# Task item
The expected output is the complete data, reproduced exactly.

# Supplied records
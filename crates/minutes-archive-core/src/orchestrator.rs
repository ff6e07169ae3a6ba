// Copyright (C) 2025 SyncMyOrders Sp. z o.o.
// SPDX-License-Identifier: AGPL-3.0-or-later
//! Job orchestration.
//!
//! [`Orchestrator::run_job`] runs one stage against a meeting and applies the
//! outcome to the meeting's flow status:
//!
//! - skip when the flow is finished, the flow already failed in this attempt,
//!   or the job slot is finished (no state is touched);
//! - on success, store the result and persist the meeting;
//! - on failure, capture the diagnostic, mark the flow failed, advance the
//!   retry schedule and persist the meeting before returning.
//!
//! Stage failures never propagate to the caller. Only validation and cache
//! errors do.

use std::sync::Arc;

use serde_json::Value;
use tracing::{debug, error, info, instrument};

use crate::cache::CacheHandle;
use crate::collaborators::Clock;
use crate::config::ArenaConfig;
use crate::error::{Error, Result};
use crate::flow::JobName;
use crate::model::Meeting;
use crate::retry::BackoffTable;
use crate::stages::{Pipeline, Stage};

/// Why a job was not run.
#[derive(Debug, Clone, Copy, PartialEq, Eq)]
pub enum SkipReason {
    FlowFinished,
    FlowFailed,
    JobFinished,
}

/// Outcome of one [`Orchestrator::run_job`] call.
#[derive(Debug, Clone, PartialEq)]
pub enum JobOutcome {
    Skipped(SkipReason),
    Succeeded,
    /// The stage failed; the diagnostic was stored in `lastError`.
    Failed(Value),
}

/// Drives meetings through the pipeline and persists every attempt.
#[derive(Clone)]
pub struct Orchestrator {
    queue: CacheHandle,
    finished: CacheHandle,
    backoff: BackoffTable,
    clock: Arc<dyn Clock>,
}

impl Orchestrator {
    pub fn new(
        queue: CacheHandle,
        finished: CacheHandle,
        backoff: BackoffTable,
        clock: Arc<dyn Clock>,
    ) -> Self {
        Self {
            queue,
            finished,
            backoff,
            clock,
        }
    }

    pub fn backoff(&self) -> &BackoffTable {
        &self.backoff
    }

    fn validate(&self, meeting: &Meeting, arena: &ArenaConfig, job: JobName, stage: &dyn Stage) -> Result<()> {
        if meeting.meeting_id.trim().is_empty() {
            return Err(Error::MissingMeetingId);
        }
        if meeting.archive_flow_status.job(job).is_none() {
            return Err(Error::MissingJobSlot {
                meeting_id: meeting.meeting_id.clone(),
                job,
            });
        }
        if stage.job() != job {
            return Err(Error::StageMismatch {
                job,
                stage: stage.job(),
            });
        }
        if meeting.arena != arena.name {
            return Err(Error::validation(
                "arena",
                format!(
                    "meeting '{}' belongs to arena '{}', not '{}'",
                    meeting.meeting_id, meeting.arena, arena.name
                ),
            ));
        }
        Ok(())
    }

    /// Run one job of the pipeline against `meeting`.
    #[instrument(skip(self, meeting, arena, stage), fields(meeting_id = %meeting.meeting_id, job = %job))]
    pub async fn run_job(
        &self,
        meeting: &mut Meeting,
        arena: &ArenaConfig,
        job: JobName,
        stage: &dyn Stage,
    ) -> Result<JobOutcome> {
        self.validate(meeting, arena, job, stage)?;

        let flow = &meeting.archive_flow_status;
        let skip = if flow.finished {
            Some(SkipReason::FlowFinished)
        } else if flow.failed {
            Some(SkipReason::FlowFailed)
        } else if flow.is_job_finished(job) {
            Some(SkipReason::JobFinished)
        } else {
            None
        };
        if let Some(reason) = skip {
            debug!(?reason, "Skipping job");
            return Ok(JobOutcome::Skipped(reason));
        }

        info!("Starting job");
        let outcome = stage.run(meeting, arena).await;
        let now = self.clock.now();

        match outcome {
            Ok(output) => {
                meeting
                    .archive_flow_status
                    .record_success(job, output.result, output.info, now);
                info!("Job completed");

                if job.is_terminal() {
                    self.finalize(meeting).await?;
                } else {
                    self.queue.set_as(&meeting.meeting_id, &*meeting).await?;
                }
                Ok(JobOutcome::Succeeded)
            }
            Err(failure) => {
                let diagnostic = failure.error.diagnostic();
                let flow = &mut meeting.archive_flow_status;
                flow.record_failure(job, diagnostic.clone(), failure.info);
                self.backoff.schedule_failure(flow, now);
                error!(
                    error = %failure.error,
                    runs = flow.runs,
                    next_run = %flow.next_run,
                    "Job failed"
                );

                self.queue.set_as(&meeting.meeting_id, &*meeting).await?;
                Ok(JobOutcome::Failed(diagnostic))
            }
        }
    }

    /// Mark the flow finished and move the meeting to the finished store.
    async fn finalize(&self, meeting: &mut Meeting) -> Result<()> {
        meeting.archive_flow_status.finish(self.clock.now());
        self.finished.set_as(&meeting.meeting_id, &*meeting).await?;
        self.queue.delete(&meeting.meeting_id).await?;
        info!("Meeting archived, moved to finished store");
        Ok(())
    }

    /// Start a new attempt and run every stage in order.
    ///
    /// Returns the job that failed in this attempt, if any.
    #[instrument(skip(self, meeting, arena, pipeline), fields(meeting_id = %meeting.meeting_id, runs = meeting.archive_flow_status.runs))]
    pub async fn run_meeting(
        &self,
        meeting: &mut Meeting,
        arena: &ArenaConfig,
        pipeline: &Pipeline,
    ) -> Result<Option<JobName>> {
        meeting.archive_flow_status.begin_attempt();
        for stage in pipeline.stages() {
            let job = stage.job();
            if let JobOutcome::Failed(_) = self.run_job(meeting, arena, job, stage).await? {
                return Ok(Some(job));
            }
        }
        Ok(None)
    }
}
// Copyright (C) 2025 SyncMyOrders Sp. z o.o.
// SPDX-License-Identifier: AGPL-3.0-or-later
//! Statistics function adapter.

use async_trait::async_trait;
use reqwest::Client;

use minutes_archive_core::collaborators::{RemoteResult, StatisticReceipt, StatisticRecord, StatisticsSink};
use minutes_archive_core::error::RemoteError;

use crate::config::FunctionSettings;
use crate::http::send_json;

#[derive(Clone)]
pub struct StatisticsClient {
    http: Client,
    settings: FunctionSettings,
}

impl StatisticsClient {
    pub fn new(http: Client, settings: FunctionSettings) -> Self {
        Self { http, settings }
    }
}

#[async_trait]
impl StatisticsSink for StatisticsClient {
    async fn emit(&self, record: &StatisticRecord) -> RemoteResult<StatisticReceipt> {
        let response = send_json(
            self.http
                .post(&self.settings.api_url)
                .header("x-functions-key", &self.settings.api_key)
                .json(record),
        )
        .await?;
        serde_json::from_value(response.clone()).map_err(|e| {
            RemoteError::UnexpectedResponse(format!("unexpected statistics receipt {response}: {e}"))
        })
    }
}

# Written response
filename crates/minutes-archive-core/src/orchestrator.rs
repository ff6e07169ae3a6ba
// Copyright (C) 2025 SyncMyOrders Sp. z o.o.
// SPDX-License-Identifier: AGPL-3.0-or-later
//! Job orchestration.
//!
//! [`Orchestrator::run_job`] runs one stage against a meeting and applies the
//! outcome to the meeting's flow status:
//!
//! - skip when the flow is finished, the flow already failed in this attempt,
//!   or the job slot is finished (no state is touched);
//! - on success, store the result and persist the meeting;
//! - on failure, capture the diagnostic, mark the flow failed, advance the
//!   retry schedule and persist the meeting before returning.
//!
//! Stage failures never propagate to the caller. Only validation and cache
//! errors do.

use std::sync::Arc;

use serde_json::Value;
use tracing::{debug, error, info, instrument};

use crate::cache::CacheHandle;
use crate::collaborators::Clock;
use crate::config::ArenaConfig;
use crate::error::{Error, Result};
use crate::flow::JobName;
use crate::model::Meeting;
use crate::retry::BackoffTable;
use crate::stages::{Pipeline, Stage};

/// Why a job was not run.
#[derive(Debug, Clone, Copy, PartialEq, Eq)]
pub enum SkipReason {
    FlowFinished,
    FlowFailed,
    JobFinished,
}

/// Outcome of one [`Orchestrator::run_job`] call.
#[derive(Debug, Clone, PartialEq)]
pub enum JobOutcome {
    Skipped(SkipReason),
    Succeeded,
    /// The stage failed; the diagnostic was stored in `lastError`.
    Failed(Value),
}

/// Drives meetings through the pipeline and persists every attempt.
#[derive(Clone)]
pub struct Orchestrator {
    queue: CacheHandle,
    finished: CacheHandle,
    backoff: BackoffTable,
    clock: Arc<dyn Clock>,
}

impl Orchestrator {
    pub fn new(
        queue: CacheHandle,
        finished: CacheHandle,
        backoff: BackoffTable,
        clock: Arc<dyn Clock>,
    ) -> Self {
        Self {
            queue,
            finished,
            backoff,
            clock,
        }
    }

    pub fn backoff(&self) -> &BackoffTable {
        &self.backoff
    }

    fn validate(&self, meeting: &Meeting, arena: &ArenaConfig, job: JobName, stage: &dyn Stage) -> Result<()> {
        if meeting.meeting_id.trim().is_empty() {
            return Err(Error::MissingMeetingId);
        }
        if meeting.archive_flow_status.job(job).is_none() {
            return Err(Error::MissingJobSlot {
                meeting_id: meeting.meeting_id.clone(),
                job,
            });
        }
        if stage.job() != job {
            return Err(Error::StageMismatch {
                job,
                stage: stage.job(),
            });
        }
        if meeting.arena != arena.name {
            return Err(Error::validation(
                "arena",
                format!(
                    "meeting '{}' belongs to arena '{}', not '{}'",
                    meeting.meeting_id, meeting.arena, arena.name
                ),
            ));
        }
        Ok(())
    }

    /// Run one job of the pipeline against `meeting`.
    #[instrument(skip(self, meeting, arena, stage), fields(meeting_id = %meeting.meeting_id, job = %job))]
    pub async fn run_job(
        &self,
        meeting: &mut Meeting,
        arena: &ArenaConfig,
        job: JobName,
        stage: &dyn Stage,
    ) -> Result<JobOutcome> {
        self.validate(meeting, arena, job, stage)?;

        let flow = &meeting.archive_flow_status;
        let skip = if flow.finished {
            Some(SkipReason::FlowFinished)
        } else if flow.failed {
            Some(SkipReason::FlowFailed)
        } else if flow.is_job_finished(job) {
            Some(SkipReason::JobFinished)
        } else {
            None
        };
        if let Some(reason) = skip {
            debug!(?reason, "Skipping job");
            return Ok(JobOutcome::Skipped(reason));
        }

        info!("Starting job");
        let outcome = stage.run(meeting, arena).await;
        let now = self.clock.now();

        match outcome {
            Ok(output) => {
                meeting
                    .archive_flow_status
                    .record_success(job, output.result, output.info, now);
                info!("Job completed");

                if job.is_terminal() {
                    self.finalize(meeting).await?;
                } else {
                    self.queue.set_as(&meeting.meeting_id, &*meeting).await?;
                }
                Ok(JobOutcome::Succeeded)
            }
            Err(failure) => {
                let diagnostic = failure.error.diagnostic();
                let flow = &mut meeting.archive_flow_status;
                flow.record_failure(job, diagnostic.clone(), failure.info);
                self.backoff.schedule_failure(flow, now);
                error!(
                    error = %failure.error,
                    runs = flow.runs,
                    next_run = %flow.next_run,
                    "Job failed"
                );

                self.queue.set_as(&meeting.meeting_id, &*meeting).await?;
                Ok(JobOutcome::Failed(diagnostic))
            }
        }
    }

    /// Mark the flow finished and move the meeting to the finished store.
    async fn finalize(&self, meeting: &mut Meeting) -> Result<()> {
        meeting.archive_flow_status.finish(self.clock.now());
        self.finished.set_as(&meeting.meeting_id, &*meeting).await?;
        self.queue.delete(&meeting.meeting_id).await?;
        info!("Meeting archived, moved to finished store");
        Ok(())
    }

    /// Start a new attempt and run every stage in order.
    ///
    /// Returns the job that failed in this attempt, if any.
    #[instrument(skip(self, meeting, arena, pipeline), fields(meeting_id = %meeting.meeting_id, runs = meeting.archive_flow_status.runs))]
    pub async fn run_meeting(
        &self,
        meeting: &mut Meeting,
        arena: &ArenaConfig,
        pipeline: &Pipeline,
    ) -> Result<Option<JobName>> {
        meeting.archive_flow_status.begin_attempt();
        for stage in pipeline.stages() {
            let job = stage.job();
            if let JobOutcome::Failed(_) = self.run_job(meeting, arena, job, stage).await? {
                return Ok(Some(job));
            }
        }
        Ok(None)
    }
}
// Copyright (C) 2025 SyncMyOrders Sp. z o.o.
// SPDX-License-Identifier: AGPL-3.0-or-later
//! Statistics function adapter.

use async_trait::async_trait;
use reqwest::Client;

use minutes_archive_core::collaborators::{RemoteResult, StatisticReceipt, StatisticRecord, StatisticsSink};
use minutes_archive_core::error::RemoteError;

use crate::config::FunctionSettings;
use crate::http::send_json;

#[derive(Clone)]
pub struct StatisticsClient {
    http: Client,
    settings: FunctionSettings,
}

impl StatisticsClient {
    pub fn new(http: Client, settings: FunctionSettings) -> Self {
        Self { http, settings }
    }
}

#[async_trait]
impl StatisticsSink for StatisticsClient {
    async fn emit(&self, record: &StatisticRecord) -> RemoteResult<StatisticReceipt> {
        let response = send_json(
            self.http
                .post(&self.settings.api_url)
                .header("x-functions-key", &self.settings.api_key)
                .json(record),
        )
        .await?;
        serde_json::from_value(response.clone()).map_err(|e| {
            RemoteError::UnexpectedResponse(format!("unexpected statistics receipt {response}: {e}"))
        })
    }
}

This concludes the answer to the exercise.